== Work instruction ==
When you transcribe the records that follow, reproduce each line exactly as given.
[[ Data provided, beginning ]]
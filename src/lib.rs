//! Bridge between pack-based csolution builds and the STM32CubeMX
//! vendor GUI.
//!
//! Given a `cbuild-gen-idx.yml` build description, the bridge launches
//! STM32CubeMX on a generated or pre-existing project, then distills
//! the GUI's output (the `.ioc` project file, the `.mxproject`
//! manifest and the generated HAL sources) into two artifacts the
//! build can consume:
//!
//! - `MX_Device.h`, preprocessor definitions for every configured
//!   peripheral and its pins, and
//! - `STM32CubeMX.cgen.yml`, the generator-import layer listing
//!   sources, defines and include paths to merge back into the build.
//!
//! Multi-core and TrustZone projects are handled per context; each
//! declared subsystem runs through the pipeline independently.

pub mod cbuild;
pub mod cgen;
pub mod context;
pub mod cubemx;
pub mod error;
pub mod extract;
pub mod ini;
pub mod ioc;
pub mod mx_device;
pub mod mxproject;
pub mod toolchain;
pub mod util;

pub use crate::error::{Error, Result};
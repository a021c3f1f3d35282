//! Pipeline error type.
//!
//! One variant per failure class the orchestrator distinguishes:
//! missing inputs, malformed inputs, unsupported build descriptions
//! and failures to launch the vendor GUI. Plain I/O errors keep the
//! offending path.

use std::path::PathBuf;

use thiserror::Error as ThisError;

pub type Result<T, E = Error> = std::result::Result<T, E>;

#[derive(Debug, ThisError)]
pub enum Error {
    #[error("input file not found: {path}")]
    InputMissing { path: PathBuf },

    #[error("malformed input {path}: {reason}")]
    InputMalformed { path: PathBuf, reason: String },

    #[error("unknown compiler: {0}")]
    UnknownCompiler(String),

    #[error("cannot resolve CubeMX context for {0}")]
    ContextUnresolved(String),

    #[error("{path}: {source}")]
    Io {
        path: PathBuf,
        #[source]
        source: std::io::Error,
    },

    #[error("failed to launch STM32CubeMX: {0}")]
    VendorLaunchFailed(String),
}

impl Error {
    pub fn io(path: impl Into<PathBuf>, source: std::io::Error) -> Self {
        Error::Io {
            path: path.into(),
            source,
        }
    }

    pub fn malformed(path: impl Into<PathBuf>, reason: impl Into<String>) -> Self {
        Error::InputMalformed {
            path: path.into(),
            reason: reason.into(),
        }
    }
}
[[ Data provided, end ]]
== Solution to the exercise ==
filename src/lib.rs
//! Bridge between pack-based csolution builds and the STM32CubeMX
//! vendor GUI.
//!
//! Given a `cbuild-gen-idx.yml` build description, the bridge launches
//! STM32CubeMX on a generated or pre-existing project, then distills
//! the GUI's output (the `.ioc` project file, the `.mxproject`
//! manifest and the generated HAL sources) into two artifacts the
//! build can consume:
//!
//! - `MX_Device.h`, preprocessor definitions for every configured
//!   peripheral and its pins, and
//! - `STM32CubeMX.cgen.yml`, the generator-import layer listing
//!   sources, defines and include paths to merge back into the build.
//!
//! Multi-core and TrustZone projects are handled per context; each
//! declared subsystem runs through the pipeline independently.

pub mod cbuild;
pub mod cgen;
pub mod context;
pub mod cubemx;
pub mod error;
pub mod extract;
pub mod ini;
pub mod ioc;
pub mod mx_device;
pub mod mxproject;
pub mod toolchain;
pub mod util;

pub use crate::error::{Error, Result};
repository a021c3f1f3d35282
//! Pipeline error type.
//!
//! One variant per failure class the orchestrator distinguishes:
//! missing inputs, malformed inputs, unsupported build descriptions
//! and failures to launch the vendor GUI. Plain I/O errors keep the
//! offending path.

use std::path::PathBuf;

use thiserror::Error as ThisError;

pub type Result<T, E = Error> = std::result::Result<T, E>;

#[derive(Debug, ThisError)]
pub enum Error {
    #[error("input file not found: {path}")]
    InputMissing { path: PathBuf },

    #[error("malformed input {path}: {reason}")]
    InputMalformed { path: PathBuf, reason: String },

    #[error("unknown compiler: {0}")]
    UnknownCompiler(String),

    #[error("cannot resolve CubeMX context for {0}")]
    ContextUnresolved(String),

    #[error("{path}: {source}")]
    Io {
        path: PathBuf,
        #[source]
        source: std::io::Error,
    },

    #[error("failed to launch STM32CubeMX: {0}")]
    VendorLaunchFailed(String),
}

impl Error {
    pub fn io(path: impl Into<PathBuf>, source: std::io::Error) -> Self {
        Error::Io {
            path: path.into(),
            source,
        }
    }

    pub fn malformed(path: impl Into<PathBuf>, reason: impl Into<String>) -> Self {
        Error::InputMalformed {
            path: path.into(),
            reason: reason.into(),
        }
    }
}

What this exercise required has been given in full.